PODER JUDICIAL
Embargan a una empresa por no retener ingresos de un deudor alimentario en Bariloche
Una empresa de Bariloche quedó alcanzada por un embargo judicial tras no cumplir con una orden que la obligaba a retener parte de los ingresos de un deudor alimentario.
La medida fue confirmada por la jueza interviniente, quien rechazó un planteo de nulidad presentado por la firma y dispuso la continuidad de la ejecución sobre sus fondos.
El caso se originó en un proceso de alimentos, en el que la Unidad Procesal había ordenado la retención directa de ingresos como mecanismo para garantizar el pago de la cuota alimentaria. La disposición indicaba que un tercero vinculado al deudor debía descontar un porcentaje y depositarlo en una cuenta judicial.

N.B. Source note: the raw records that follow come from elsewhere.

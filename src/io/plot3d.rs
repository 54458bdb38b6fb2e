//! Plot3D multi-block ASCII grid files.
//!
//! # File Format
//!
//! ```text
//! 2                 <- number of blocks
//! 5 3 1             <- dimensions of block 1
//! 4 4 2             <- dimensions of block 2
//! x x x ... (block 1: all x, i fastest, then j, then k)
//! y y y ...
//! z z z ...
//! x x x ... (block 2)
//! ...
//! ```
//!
//! Values are whitespace-separated; the writer wraps lines at a fixed
//! number of values. The reader is whitespace-tolerant and reports parse
//! failures with line numbers.

use std::fs::File;
use std::io::{BufRead, BufReader, BufWriter, Write};
use std::path::Path;

use thiserror::Error;

use crate::types::Point3;

/// Error type for Plot3D I/O.
#[derive(Debug, Error)]
pub enum Plot3dError {
    /// File I/O error.
    #[error("Plot3D I/O error: {0}")]
    Io(#[from] std::io::Error),

    /// Parse error with line number.
    #[error("Parse error at line {line}: {message}")]
    Parse { line: usize, message: String },

    /// File ended before all announced values were read.
    #[error("Unexpected end of file: expected {expected} more values")]
    UnexpectedEof { expected: usize },
}

/// One structured block of a Plot3D file.
#[derive(Clone, Debug, PartialEq)]
pub struct Plot3dBlock {
    pub ni: usize,
    pub nj: usize,
    pub nk: usize,
    /// x coordinates, `i` fastest, then `j`, then `k`.
    pub x: Vec<f64>,
    /// y coordinates, same ordering.
    pub y: Vec<f64>,
    /// z coordinates, same ordering.
    pub z: Vec<f64>,
}

impl Plot3dBlock {
    /// Build a block from points already ordered `i` fastest.
    pub fn from_points(ni: usize, nj: usize, nk: usize, points: &[Point3]) -> Self {
        debug_assert_eq!(points.len(), ni * nj * nk);
        Self {
            ni,
            nj,
            nk,
            x: points.iter().map(|p| p.x).collect(),
            y: points.iter().map(|p| p.y).collect(),
            z: points.iter().map(|p| p.z).collect(),
        }
    }

    /// Number of grid points in the block.
    pub fn len(&self) -> usize {
        self.ni * self.nj * self.nk
    }

    /// Whether the block is empty.
    pub fn is_empty(&self) -> bool {
        self.len() == 0
    }

    /// The point at flat index `idx` (`i` fastest ordering).
    pub fn point(&self, idx: usize) -> Point3 {
        Point3::new(self.x[idx], self.y[idx], self.z[idx])
    }
}

/// Values written per line.
const VALUES_PER_LINE: usize = 6;

/// Write a multi-block Plot3D ASCII file.
pub fn write_plot3d(path: impl AsRef<Path>, blocks: &[Plot3dBlock]) -> Result<(), Plot3dError> {
    let file = File::create(path)?;
    let mut w = BufWriter::new(file);

    writeln!(w, "{}", blocks.len())?;
    for block in blocks {
        writeln!(w, "{} {} {}", block.ni, block.nj, block.nk)?;
    }
    for block in blocks {
        for coords in [&block.x, &block.y, &block.z] {
            for chunk in coords.chunks(VALUES_PER_LINE) {
                let line: Vec<String> = chunk.iter().map(|v| format!("{:.16e}", v)).collect();
                writeln!(w, "{}", line.join(" "))?;
            }
        }
    }
    w.flush()?;
    Ok(())
}

/// Streaming whitespace-separated token reader that tracks line numbers.
struct TokenReader<R: BufRead> {
    reader: R,
    tokens: Vec<String>,
    cursor: usize,
    line: usize,
}

impl<R: BufRead> TokenReader<R> {
    fn new(reader: R) -> Self {
        Self {
            reader,
            tokens: Vec::new(),
            cursor: 0,
            line: 0,
        }
    }

    fn next_token(&mut self) -> Result<Option<(String, usize)>, Plot3dError> {
        while self.cursor >= self.tokens.len() {
            let mut buf = String::new();
            if self.reader.read_line(&mut buf)? == 0 {
                return Ok(None);
            }
            self.line += 1;
            self.tokens = buf.split_whitespace().map(str::to_string).collect();
            self.cursor = 0;
        }
        let token = self.tokens[self.cursor].clone();
        self.cursor += 1;
        Ok(Some((token, self.line)))
    }

    fn next_usize(&mut self, what: &str) -> Result<usize, Plot3dError> {
        let (token, line) = self
            .next_token()?
            .ok_or(Plot3dError::UnexpectedEof { expected: 1 })?;
        token.parse().map_err(|_| Plot3dError::Parse {
            line,
            message: format!("expected {} (integer), got '{}'", what, token),
        })
    }

    fn next_f64(&mut self, remaining: usize) -> Result<f64, Plot3dError> {
        let (token, line) = self
            .next_token()?
            .ok_or(Plot3dError::UnexpectedEof { expected: remaining })?;
        token.parse().map_err(|_| Plot3dError::Parse {
            line,
            message: format!("expected coordinate value, got '{}'", token),
        })
    }
}

/// Read a multi-block Plot3D ASCII file.
pub fn read_plot3d(path: impl AsRef<Path>) -> Result<Vec<Plot3dBlock>, Plot3dError> {
    let file = File::open(path)?;
    let mut reader = TokenReader::new(BufReader::new(file));

    let n_blocks = reader.next_usize("block count")?;
    let mut dims = Vec::with_capacity(n_blocks);
    for _ in 0..n_blocks {
        let ni = reader.next_usize("ni")?;
        let nj = reader.next_usize("nj")?;
        let nk = reader.next_usize("nk")?;
        dims.push((ni, nj, nk));
    }

    let mut blocks = Vec::with_capacity(n_blocks);
    for (ni, nj, nk) in dims {
        let n = ni * nj * nk;
        let mut coords = [Vec::with_capacity(n), Vec::with_capacity(n), Vec::with_capacity(n)];
        for (c, coord) in coords.iter_mut().enumerate() {
            for k in 0..n {
                coord.push(reader.next_f64((3 - c) * n - k)?);
            }
        }
        let [x, y, z] = coords;
        blocks.push(Plot3dBlock { ni, nj, nk, x, y, z });
    }
    Ok(blocks)
}
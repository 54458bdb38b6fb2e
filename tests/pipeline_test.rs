//! Archive generation end to end.
//!
//! Runs the pipeline over the full FFD and CFD level matrices (at
//! reduced surface sizing) and checks the archive layout: file names,
//! artifact counts, and the contents of the JSON tables.

use std::fs;

use stw_gen::ffd::{FfdLayout, FfdResolution};
use stw_gen::meshing::MeshLevel;
use stw_gen::pipeline::ArtifactKind;
use stw_gen::structures::{ElementOrder, WingboxLevel};
use stw_gen::{Pipeline, PipelineConfig, naca4, simple_transonic_wing};

fn archive_config(dir: &std::path::Path) -> PipelineConfig {
    PipelineConfig::default()
        .with_output_dir(dir)
        .with_oml_sizing(32, 16)
        .with_surface_sizing(32, 16)
        .with_wingbox(vec![WingboxLevel::L3], ElementOrder::all().to_vec())
}

#[test]
fn test_archive_layout() {
    let dir = tempfile::tempdir().unwrap();
    let geometry = simple_transonic_wing();
    let foil = naca4("0012", 101).unwrap();
    let report = Pipeline::new(archive_config(dir.path()))
        .run(&geometry, &foil)
        .unwrap();

    // 2 OML + 6 FFD + 5 surfaces + 5 option sets + 3 wingbox pairs + 2 tables
    assert_eq!(report.count(ArtifactKind::FfdLattice), 6);
    assert_eq!(report.count(ArtifactKind::CfdSurface), 5);
    assert_eq!(report.count(ArtifactKind::ExtrusionOptions), 5);
    assert_eq!(report.count(ArtifactKind::WingboxBdf), 3);
    assert_eq!(report.count(ArtifactKind::WingboxTecplot), 3);
    assert_eq!(report.artifacts.len(), 2 + 6 + 10 + 6 + 2);

    for name in [
        "wing.dat",
        "wing.stl",
        "wing-ffd-coarse.xyz",
        "wing-ffd-advanced-fine.xyz",
        "wing_surf_S1_L3.xyz",
        "wing_surf_S1_L1.xyz",
        "wing_surf_S0.7_L1.4.xyz",
        "wing_surf_S0.7_L0.7.xyz",
        "wing_vol_L3.json",
        "wing_vol_L1.4.json",
        "wingbox-L3-Order2.bdf",
        "wingbox-L3-Order4.dat",
        "aircraft-specs.json",
        "flight-points.json",
    ] {
        assert!(dir.path().join(name).exists(), "missing {}", name);
    }
}

#[test]
fn test_extrusion_option_files_carry_the_level_schedule() {
    let dir = tempfile::tempdir().unwrap();
    let geometry = simple_transonic_wing();
    let foil = naca4("0012", 101).unwrap();
    let config = archive_config(dir.path())
        .with_ffd(vec![FfdLayout::Basic], vec![FfdResolution::Coarse])
        .with_mesh_levels(vec![MeshLevel::L1, MeshLevel::L3]);
    Pipeline::new(config).run(&geometry, &foil).unwrap();

    let l1: serde_json::Value =
        serde_json::from_str(&fs::read_to_string(dir.path().join("wing_vol_L1.json")).unwrap())
            .unwrap();
    assert_eq!(l1["inputFile"], "wing_surf_S1_L1.xyz");
    assert_eq!(l1["N"], 129);
    assert_eq!(l1["marchDist"], 305.0);
    assert_eq!(l1["nConstantStart"], 3);
    assert!((l1["s0"].as_f64().unwrap() - 1.8e-6).abs() < 1e-12);
    assert_eq!(l1["outerFaceBC"], "farfield");
    assert_eq!(l1["families"], "wall");

    let l3: serde_json::Value =
        serde_json::from_str(&fs::read_to_string(dir.path().join("wing_vol_L3.json")).unwrap())
            .unwrap();
    assert_eq!(l3["N"], 49);
    assert_eq!(l3["coarsen"], 3);
    assert!((l3["s0"].as_f64().unwrap() - 7.2e-6).abs() < 1e-12);
}

#[test]
fn test_flight_point_table_has_every_set() {
    let dir = tempfile::tempdir().unwrap();
    let geometry = simple_transonic_wing();
    let foil = naca4("0012", 101).unwrap();
    let config = archive_config(dir.path())
        .with_ffd(vec![FfdLayout::Basic], vec![FfdResolution::Coarse])
        .with_mesh_levels(vec![MeshLevel::L3])
        .with_wingbox(vec![WingboxLevel::L3], vec![ElementOrder::Order2]);
    Pipeline::new(config).run(&geometry, &foil).unwrap();

    let table: serde_json::Value =
        serde_json::from_str(&fs::read_to_string(dir.path().join("flight-points.json")).unwrap())
            .unwrap();
    let sets = table.as_object().unwrap();
    assert_eq!(sets.len(), 6);
    for key in [
        "cruise",
        "mnver_sealevel_va_pullup",
        "mnver_sealevel_va_pushdown",
        "3pt",
        "2pt",
        "maneuverOnly",
    ] {
        assert!(sets.contains_key(key), "missing set {}", key);
    }
    assert_eq!(sets["3pt"].as_array().unwrap().len(), 3);
    assert_eq!(sets["cruise"][0]["mach"], 0.77);
    assert_eq!(sets["3pt"][1]["loadFactor"], 2.5);

    let specs: serde_json::Value =
        serde_json::from_str(&fs::read_to_string(dir.path().join("aircraft-specs.json")).unwrap())
            .unwrap();
    assert_eq!(specs["refMTOW"], 55000.0);
    assert_eq!(specs["refArea"], 45.5);
}
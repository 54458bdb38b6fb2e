//! Benchmarks for the OML loft and surface mesh sampling.
//!
//! Run with: `cargo bench --bench surface_mesh_bench`
//!
//! Covers loft construction, surface sampling at the CFD family sizes,
//! and the level coarsening chain.

use criterion::{BenchmarkId, Criterion, black_box, criterion_group, criterion_main};
use stw_gen::airfoil::naca4;
use stw_gen::geometry::simple_transonic_wing;
use stw_gen::oml::{SpanSpacing, WingLoft};

fn baseline_loft() -> WingLoft {
    let geometry = simple_transonic_wing();
    let foil = naca4("0012", 151).unwrap();
    WingLoft::new(&geometry.wing, &[foil.clone(), foil]).unwrap()
}

/// Benchmark loft construction at several airfoil samplings.
fn bench_loft_construction(c: &mut Criterion) {
    let mut group = c.benchmark_group("loft_construction");
    let geometry = simple_transonic_wing();

    for n_points in [101, 151, 301] {
        let foil = naca4("0012", n_points).unwrap();
        let airfoils = vec![foil.clone(), foil];
        group.bench_with_input(
            BenchmarkId::new("naca0012", n_points),
            &n_points,
            |b, _| {
                b.iter(|| {
                    WingLoft::new(black_box(&geometry.wing), black_box(&airfoils)).unwrap()
                });
            },
        );
    }
    group.finish();
}

/// Benchmark surface sampling at the archive's family sizes.
fn bench_surface_sampling(c: &mut Criterion) {
    let mut group = c.benchmark_group("surface_sampling");
    let loft = baseline_loft();

    for (n_chord, n_span) in [(64, 32), (128, 64), (192, 96)] {
        group.bench_with_input(
            BenchmarkId::new("cosine", format!("{}x{}", n_chord, n_span)),
            &(n_chord, n_span),
            |b, &(n_chord, n_span)| {
                b.iter(|| {
                    loft.surface_mesh(
                        black_box(n_chord),
                        black_box(n_span),
                        SpanSpacing::Cosine,
                    )
                    .unwrap()
                });
            },
        );
    }
    group.finish();
}

/// Benchmark the two-step coarsening chain used by the coarsest level.
fn bench_coarsening(c: &mut Criterion) {
    let loft = baseline_loft();
    let fine = loft.surface_mesh(128, 64, SpanSpacing::Cosine).unwrap();

    c.bench_function("coarsen_twice", |b| {
        b.iter(|| {
            let mid = black_box(&fine).coarsen().unwrap();
            mid.coarsen().unwrap()
        });
    });
}

criterion_group!(
    benches,
    bench_loft_construction,
    bench_surface_sampling,
    bench_coarsening
);
criterion_main!(benches);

De acuerdo a lo consignado en el expediente, la empresa fue notificada en reiteradas oportunidades mediante oficios e intimaciones formales, todas con constancia de recepción. Sin embargo, no cumplió con la retención ni respondió a los requerimientos, lo que derivó en nuevas intimaciones y finalmente en el embargo de sus cuentas.
Ante esta situación, la firma intentó frenar la medida mediante un planteo de nulidad, en el que argumentó que no existía relación laboral con el deudor y que no había tomado conocimiento efectivo de las notificaciones. También cuestionó que se le trasladara una obligación alimentaria ajena.
La jueza rechazó esos argumentos y señaló que las notificaciones fueron realizadas en un domicilio consignado por la propia empresa en documentación oficial, con constancias de recepción. Además, destacó que la firma reconoció algún tipo de vínculo con el deudor y no logró acreditar de manera suficiente su inexistencia o alcance.
El fallo se sustentó en el artículo 551 del Código Civil y Comercial de la Nación, que establece que quien recibe una orden judicial de retener ingresos y no la cumple debe responder por las sumas que debió descontar. En estos casos, el tercero puede ser obligado a pagar junto con el deudor alimentario.
La resolución también remarcó que en este tipo de procesos debe priorizarse el interés superior de niños, niñas y adolescentes, lo que refuerza las herramientas para asegurar el cumplimiento de la obligación alimentaria.
Asimismo, se aplicó el criterio de la carga dinámica de la prueba, al considerar que la empresa se encontraba en mejores condiciones de demostrar la inexistencia del vínculo invocado.
Con estos fundamentos, la Unidad Procesal de Familia rechazó la nulidad y dispuso que la empresa responda por las sumas no retenidas, lo que implica que deberá afrontar el pago, sin perjuicio de que luego pueda reclamar ese dinero al deudor.